What a nightmare. I would have broken the rules and claimed ignorance. Nice kitchen though. Love the floor tiles and the cabinets and the wall tiles. Very light and roomy look to it. You did good.
The problem with breaking the rules is that there’s no way we could have got away with it. Security at reception screens everyone coming into the building, and if they didn’t have permits, they wouldn’t have been allowed in. It was a bit nightmarish, but turned out worth it in the end. 🙂
Amazing transformation! You must be so relieved and happy! Glad you embraced it. I’m nervous at doing my renovations but will do so within a month. Yikes! How resilient has the kitchen been so far? Did it take long to choose what you wanted?! Xx
So far, pretty good! The IKEA cabinets have a 25 year guarantee so I feel really confident about them. They seem sturdy and they just look SO good. And cost a fraction of the price of a other cabinets. Plus the doors are made in Italy so I can honestly go around saying we have an Italian kitchen. LOL!!

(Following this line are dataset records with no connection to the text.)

//! In-memory dead-letter store.

use std::collections::{BTreeMap, HashMap};
use std::time::Duration;

use async_trait::async_trait;
use chrono::Utc;
use parking_lot::Mutex;
use tokio_util::sync::CancellationToken;
use uuid::Uuid;

use super::record::DeadLetterRecord;
use super::store::{DeadLetterError, DeadLetterQuery, DeadLetterStore};

/// Records keyed by insertion sequence, plus an id index.
#[derive(Debug, Default)]
struct Inner {
    next_seq: u64,
    by_seq: BTreeMap<u64, DeadLetterRecord>,
    index: HashMap<Uuid, u64>,
}

impl Inner {
    fn remove(&mut self, id: Uuid) -> Option<DeadLetterRecord> {
        let seq = self.index.remove(&id)?;
        self.by_seq.remove(&seq)
    }

    /// Evict one record: the oldest acknowledged, else the oldest overall.
    fn evict_one(&mut self) -> Option<DeadLetterRecord> {
        let victim = self
            .by_seq
            .iter()
            .filter(|(_, r)| r.acknowledged)
            .min_by_key(|(seq, r)| (r.failed_at, **seq))
            .or_else(|| self.by_seq.iter().min_by_key(|(seq, r)| (r.failed_at, **seq)))
            .map(|(_, r)| r.id)?;
        self.remove(victim)
    }
}

/// Bounded dead-letter store held in process memory.
///
/// Beyond `max_records` the oldest acknowledged record is evicted, falling
/// back to the oldest unacknowledged one.
#[derive(Debug)]
pub struct InMemoryDeadLetterStore {
    max_records: usize,
    inner: Mutex<Inner>,
}

impl InMemoryDeadLetterStore {
    #[must_use]
    pub fn new(max_records: usize) -> Self {
        Self {
            max_records: max_records.max(1),
            inner: Mutex::new(Inner::default()),
        }
    }

    #[must_use]
    pub fn len(&self) -> usize {
        self.inner.lock().by_seq.len()
    }

    #[must_use]
    pub fn is_empty(&self) -> bool {
        self.len() == 0
    }
}

impl Default for InMemoryDeadLetterStore {
    fn default() -> Self {
        Self::new(crate::config::DeadLetterConfig::default().max_records)
    }
}

fn check(cancel: &CancellationToken) -> Result<(), DeadLetterError> {
    if cancel.is_cancelled() {
        Err(DeadLetterError::Cancelled)
    } else {
        Ok(())
    }
}

#[async_trait]
impl DeadLetterStore for InMemoryDeadLetterStore {
    async fn store(
        &self,
        record: DeadLetterRecord,
        cancel: &CancellationToken,
    ) -> Result<(), DeadLetterError> {
        check(cancel)?;
        let mut inner = self.inner.lock();
        // Re-storing an id replaces the previous copy.
        inner.remove(record.id);
        while inner.by_seq.len() >= self.max_records {
            match inner.evict_one() {
                Some(evicted) => tracing::debug!(
                    id = %evicted.id,
                    acknowledged = evicted.acknowledged,
                    "evicted dead-letter record"
                ),
                None => break,
            }
        }
        let seq = inner.next_seq;
        inner.next_seq += 1;
        inner.index.insert(record.id, seq);
        inner.by_seq.insert(seq, record);
        Ok(())
    }

    async fn get(
        &self,
        id: Uuid,
        cancel: &CancellationToken,
    ) -> Result<Option<DeadLetterRecord>, DeadLetterError> {
        check(cancel)?;
        let inner = self.inner.lock();
        Ok(inner
            .index
            .get(&id)
            .and_then(|seq| inner.by_seq.get(seq))
            .cloned())
    }

    async fn list(
        &self,
        query: &DeadLetterQuery,
        cancel: &CancellationToken,
    ) -> Result<Vec<DeadLetterRecord>, DeadLetterError> {
        check(cancel)?;
        let inner = self.inner.lock();
        let mut matching: Vec<&DeadLetterRecord> =
            inner.by_seq.values().filter(|r| query.matches(r)).collect();
        // Newest first; insertion order breaks ties.
        matching.reverse();
        matching.sort_by(|a, b| b.failed_at.cmp(&a.failed_at));

        let page = matching.into_iter().skip(query.offset);
        let records = match query.limit {
            Some(limit) => page.take(limit).cloned().collect(),
            None => page.cloned().collect(),
        };
        Ok(records)
    }

    async fn count(
        &self,
        query: &DeadLetterQuery,
        cancel: &CancellationToken,
    ) -> Result<usize, DeadLetterError> {
        check(cancel)?;
        let inner = self.inner.lock();
        Ok(inner.by_seq.values().filter(|r| query.matches(r)).count())
    }

    async fn acknowledge(
        &self,
        id: Uuid,
        by: &str,
        cancel: &CancellationToken,
    ) -> Result<bool, DeadLetterError> {
        check(cancel)?;
        let mut inner = self.inner.lock();
        let Some(seq) = inner.index.get(&id).copied() else {
            return Ok(false);
        };
        match inner.by_seq.get_mut(&seq) {
            Some(record) => {
                record.acknowledge(by);
                Ok(true)
            }
            None => Ok(false),
        }
    }

    async fn mark_reprocessed(
        &self,
        id: Uuid,
        cancel: &CancellationToken,
    ) -> Result<bool, DeadLetterError> {
        check(cancel)?;
        let mut inner = self.inner.lock();
        let Some(seq) = inner.index.get(&id).copied() else {
            return Ok(false);
        };
        match inner.by_seq.get_mut(&seq) {
            Some(record) => {
                record.mark_reprocessed();
                Ok(true)
            }
            None => Ok(false),
        }
    }

    async fn delete(&self, id: Uuid, cancel: &CancellationToken) -> Result<bool, DeadLetterError> {
        check(cancel)?;
        Ok(self.inner.lock().remove(id).is_some())
    }

    async fn purge_acknowledged_older_than(
        &self,
        age: Duration,
        cancel: &CancellationToken,
    ) -> Result<usize, DeadLetterError> {
        check(cancel)?;
        let Ok(age) = chrono::Duration::from_std(age) else {
            return Ok(0);
        };
        let Some(cutoff) = Utc::now().checked_sub_signed(age) else {
            return Ok(0);
        };

        let mut inner = self.inner.lock();
        let expired: Vec<Uuid> = inner
            .by_seq
            .values()
            .filter(|r| r.acknowledged && r.acknowledged_at.unwrap_or(r.failed_at) <= cutoff)
            .map(|r| r.id)
            .collect();
        for id in &expired {
            inner.remove(*id);
        }
        Ok(expired.len())
    }

    async fn reprocess_candidates(
        &self,
        max_reprocess: u32,
        limit: usize,
        cancel: &CancellationToken,
    ) -> Result<Vec<DeadLetterRecord>, DeadLetterError> {
        check(cancel)?;
        let inner = self.inner.lock();
        let mut candidates: Vec<&DeadLetterRecord> = inner
            .by_seq
            .values()
            .filter(|r| !r.acknowledged && r.reprocess_count < max_reprocess)
            .collect();
        candidates.sort_by_key(|r| r.failed_at);
        Ok(candidates.into_iter().take(limit).cloned().collect())
    }
}

// ---------------------------------------------------------------------------
// Tests
// ---------------------------------------------------------------------------
use std::fmt;
use std::future::Future;
use std::pin::Pin;

use serde::{Deserialize, Serialize};
use uuid::Uuid;

/// Boxed, sendable future used at every async seam that has to be object-safe
/// (operation closures, fallback actions).
pub type BoxFuture<'a, T> = Pin<Box<dyn Future<Output = T> + Send + 'a>>;

/// Successful result of an operation, or of the pipeline on its behalf.
#[derive(Debug, Clone, PartialEq, Serialize, Deserialize)]
pub enum OperationResponse {
    /// Completed without a result value.
    Empty,
    /// Completed with a JSON result value.
    Value(serde_json::Value),
    /// The operation failed terminally and was captured as a dead letter.
    /// Returned instead of the error when exception propagation is disabled.
    DeadLettered {
        record_id: Uuid,
        reason: DeadLetterReason,
    },
}

impl OperationResponse {
    #[must_use]
    pub fn is_dead_lettered(&self) -> bool {
        matches!(self, Self::DeadLettered { .. })
    }
}

/// Classification of a terminally failed operation.
#[derive(Debug, Clone, Copy, PartialEq, Eq, Hash, Serialize, Deserialize)]
pub enum DeadLetterReason {
    MaxRetriesExceeded,
    CircuitBreakerOpen,
    BulkheadRejected,
    FallbackFailed,
    Timeout,
    NonRetryableException,
    /// The operation marked its context faulty without raising an error.
    Unknown,
}

impl DeadLetterReason {
    /// Stable label used in logs and metrics.
    #[must_use]
    pub fn as_str(self) -> &'static str {
        match self {
            Self::MaxRetriesExceeded => "max_retries_exceeded",
            Self::CircuitBreakerOpen => "circuit_breaker_open",
            Self::BulkheadRejected => "bulkhead_rejected",
            Self::FallbackFailed => "fallback_failed",
            Self::Timeout => "timeout",
            Self::NonRetryableException => "non_retryable_exception",
            Self::Unknown => "unknown",
        }
    }
}

impl fmt::Display for DeadLetterReason {
    fn fmt(&self, f: &mut fmt::Formatter<'_>) -> fmt::Result {
        f.write_str(self.as_str())
    }
}

/// Circuit breaker state.
///
/// State machine: Closed -> Open -> `HalfOpen` -> (Closed | Open)
#[derive(Debug, Clone, Copy, PartialEq, Eq, Hash, Serialize, Deserialize)]
pub enum CircuitState {
    /// Calls flow through; failures are counted inside the sampling window.
    Closed,
    /// Calls are rejected until the open duration elapses.
    Open,
    /// Calls are admitted as probes; enough successes close the circuit.
    HalfOpen,
}

impl CircuitState {
    #[must_use]
    pub fn as_str(self) -> &'static str {
        match self {
            Self::Closed => "closed",
            Self::Open => "open",
            Self::HalfOpen => "half_open",
        }
    }
}

impl fmt::Display for CircuitState {
    fn fmt(&self, f: &mut fmt::Formatter<'_>) -> fmt::Result {
        f.write_str(self.as_str())
    }
}
//! Retry decorator: re-invokes the inner service on retryable errors with
//! exponential backoff and jitter.
//!
//! Completions that only marked the context faulty are returned as-is; only
//! raised errors are retried. Cancellation during a backoff delay ends the
//! whole execution with `OperationError::Cancelled`.

use std::sync::Arc;
use std::task::{Context, Poll};
use std::time::Duration;

use rampart_core::{OperationError, OperationResponse, RetryPolicy};
use rand::Rng;
use tower::{Layer, Service, ServiceExt};

use super::{duration_ms, Execution, ResponseFuture};
use crate::config::RetryDefaults;

// ---------------------------------------------------------------------------
// Backoff
// ---------------------------------------------------------------------------

/// Delay before retry number `attempt` (1-based, the attempt that just
/// failed): `min(max_delay, initial × multiplier^(attempt-1))`.
#[must_use]
pub fn backoff_delay(
    attempt: u32,
    initial: Duration,
    multiplier: f64,
    max_delay: Option<Duration>,
) -> Duration {
    let exponent = i32::try_from(attempt.saturating_sub(1)).unwrap_or(i32::MAX);
    let secs = initial.as_secs_f64() * multiplier.powi(exponent);
    let delay = Duration::try_from_secs_f64(secs).unwrap_or(Duration::MAX);
    match max_delay {
        Some(cap) => delay.min(cap),
        None => delay,
    }
}

/// Perturb `delay` uniformly by up to `± factor × delay`.
fn apply_jitter(delay: Duration, factor: f64) -> Duration {
    if factor <= 0.0 || delay.is_zero() {
        return delay;
    }
    let base = delay.as_secs_f64();
    let spread = base * factor.min(1.0);
    let offset = rand::rng().random_range(-spread..=spread);
    Duration::try_from_secs_f64((base + offset).max(0.0)).unwrap_or(delay)
}

/// Retry parameters after merging the profile's policy over the defaults.
#[derive(Debug, Clone, Copy, PartialEq)]
struct RetrySettings {
    max_attempts: u32,
    initial_delay: Duration,
    multiplier: f64,
    max_delay: Option<Duration>,
    jitter_factor: f64,
}

impl RetrySettings {
    fn resolve(policy: Option<&RetryPolicy>, defaults: &RetryDefaults) -> Self {
        Self {
            // Zero attempts still runs the operation once.
            max_attempts: policy
                .and_then(|p| p.max_attempts)
                .unwrap_or(defaults.max_attempts)
                .max(1),
            initial_delay: policy
                .and_then(|p| p.initial_delay)
                .unwrap_or(Duration::from_millis(defaults.initial_delay_ms)),
            // Profile values bypass config validation: non-finite falls back
            // to the default, then the same ranges apply.
            multiplier: policy
                .and_then(|p| p.backoff_multiplier)
                .filter(|m| m.is_finite())
                .unwrap_or(defaults.backoff_multiplier)
                .max(1.0),
            max_delay: policy
                .and_then(|p| p.max_delay)
                .or(defaults.max_delay_ms.map(Duration::from_millis)),
            jitter_factor: policy
                .and_then(|p| p.jitter_factor)
                .filter(|j| j.is_finite())
                .unwrap_or(defaults.jitter_factor)
                .clamp(0.0, 1.0),
        }
    }
}

// ---------------------------------------------------------------------------
// RetryLayer
// ---------------------------------------------------------------------------

/// Tower layer installing [`RetryService`].
#[derive(Debug, Clone, Default)]
pub struct RetryLayer {
    defaults: Arc<RetryDefaults>,
}

impl RetryLayer {
    #[must_use]
    pub fn new(defaults: RetryDefaults) -> Self {
        Self {
            defaults: Arc::new(defaults),
        }
    }
}

impl<S> Layer<S> for RetryLayer {
    type Service = RetryService<S>;

    fn layer(&self, inner: S) -> Self::Service {
        RetryService {
            inner,
            defaults: Arc::clone(&self.defaults),
        }
    }
}

// ---------------------------------------------------------------------------
// RetryService
// ---------------------------------------------------------------------------

#[derive(Debug, Clone)]
pub struct RetryService<S> {
    inner: S,
    defaults: Arc<RetryDefaults>,
}

impl<S> Service<Execution> for RetryService<S>
where
    S: Service<Execution, Response = OperationResponse, Error = OperationError>
        + Clone
        + Send
        + 'static,
    S::Future: Send + 'static,
{
    type Response = OperationResponse;
    type Error = OperationError;
    type Future = ResponseFuture;

    fn poll_ready(&mut self, cx: &mut Context<'_>) -> Poll<Result<(), Self::Error>> {
        self.inner.poll_ready(cx)
    }

    fn call(&mut self, exec: Execution) -> Self::Future {
        // Take the service that was driven to readiness, leave a clone behind.
        let clone = self.inner.clone();
        let mut inner = std::mem::replace(&mut self.inner, clone);
        let defaults = Arc::clone(&self.defaults);

        Box::pin(async move {
            let policy = exec.profile().retry.clone();
            let settings = RetrySettings::resolve(policy.as_ref(), &defaults);
            let is_retryable = policy.as_ref().and_then(|p| p.is_retryable.clone());
            let on_retry = policy.as_ref().and_then(|p| p.on_retry.clone());

            let mut attempt = 0u32;
            let mut first_call = true;
            loop {
                attempt += 1;
                let result = if first_call {
                    first_call = false;
                    inner.call(Arc::clone(&exec)).await
                } else {
                    inner.ready().await?.call(Arc::clone(&exec)).await
                };

                let err = match result {
                    Ok(resp) => {
                        if attempt > 1 && !exec.is_faulty() {
                            tracing::debug!(
                                operation = exec.operation_name(),
                                attempts = attempt,
                                "operation succeeded after retry"
                            );
                        }
                        return Ok(resp);
                    }
                    Err(err) if err.is_cancelled() => return Err(err),
                    Err(err) => err,
                };

                let retryable = match &is_retryable {
                    Some(predicate) => predicate(&err),
                    None => err.is_transient(),
                };
                if !retryable {
                    return Err(err);
                }

                if attempt >= settings.max_attempts {
                    tracing::warn!(
                        operation = exec.operation_name(),
                        correlation_id = exec.correlation_id(),
                        attempts = attempt,
                        error = %err,
                        "retries exhausted"
                    );
                    return Err(OperationError::RetryExhausted {
                        attempts: attempt,
                        source: Box::new(err),
                    });
                }

                let delay = apply_jitter(
                    backoff_delay(
                        attempt,
                        settings.initial_delay,
                        settings.multiplier,
                        settings.max_delay,
                    ),
                    settings.jitter_factor,
                );
                if let Some(hook) = &on_retry {
                    hook(attempt, delay, &err);
                }
                tracing::warn!(
                    operation = exec.operation_name(),
                    correlation_id = exec.correlation_id(),
                    attempt,
                    delay_ms = duration_ms(delay),
                    error = %err,
                    "retrying operation"
                );

                tokio::select! {
                    biased;
                    () = exec.cancellation().cancelled() => {
                        return Err(OperationError::Cancelled {
                            last: Some(Box::new(err)),
                        });
                    }
                    () = tokio::time::sleep(delay) => {}
                }
            }
        })
    }
}

// ---------------------------------------------------------------------------
// Tests
// ---------------------------------------------------------------------------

It took a fair while to figure out the exact design, but the cabinets were something that we wanted from the start having seen them in other kitchens. The bench top took a little deliberating over. If we could have afforded it we would have gone with Corian or Caesarstone or even concrete. The wood is a little sensitive to water damage and heat damage but we’re not really fussed about that. It just adds character, right?
Good luck with your reno!! I bet you’ll be thrilled with it and wish you’d done it sooner.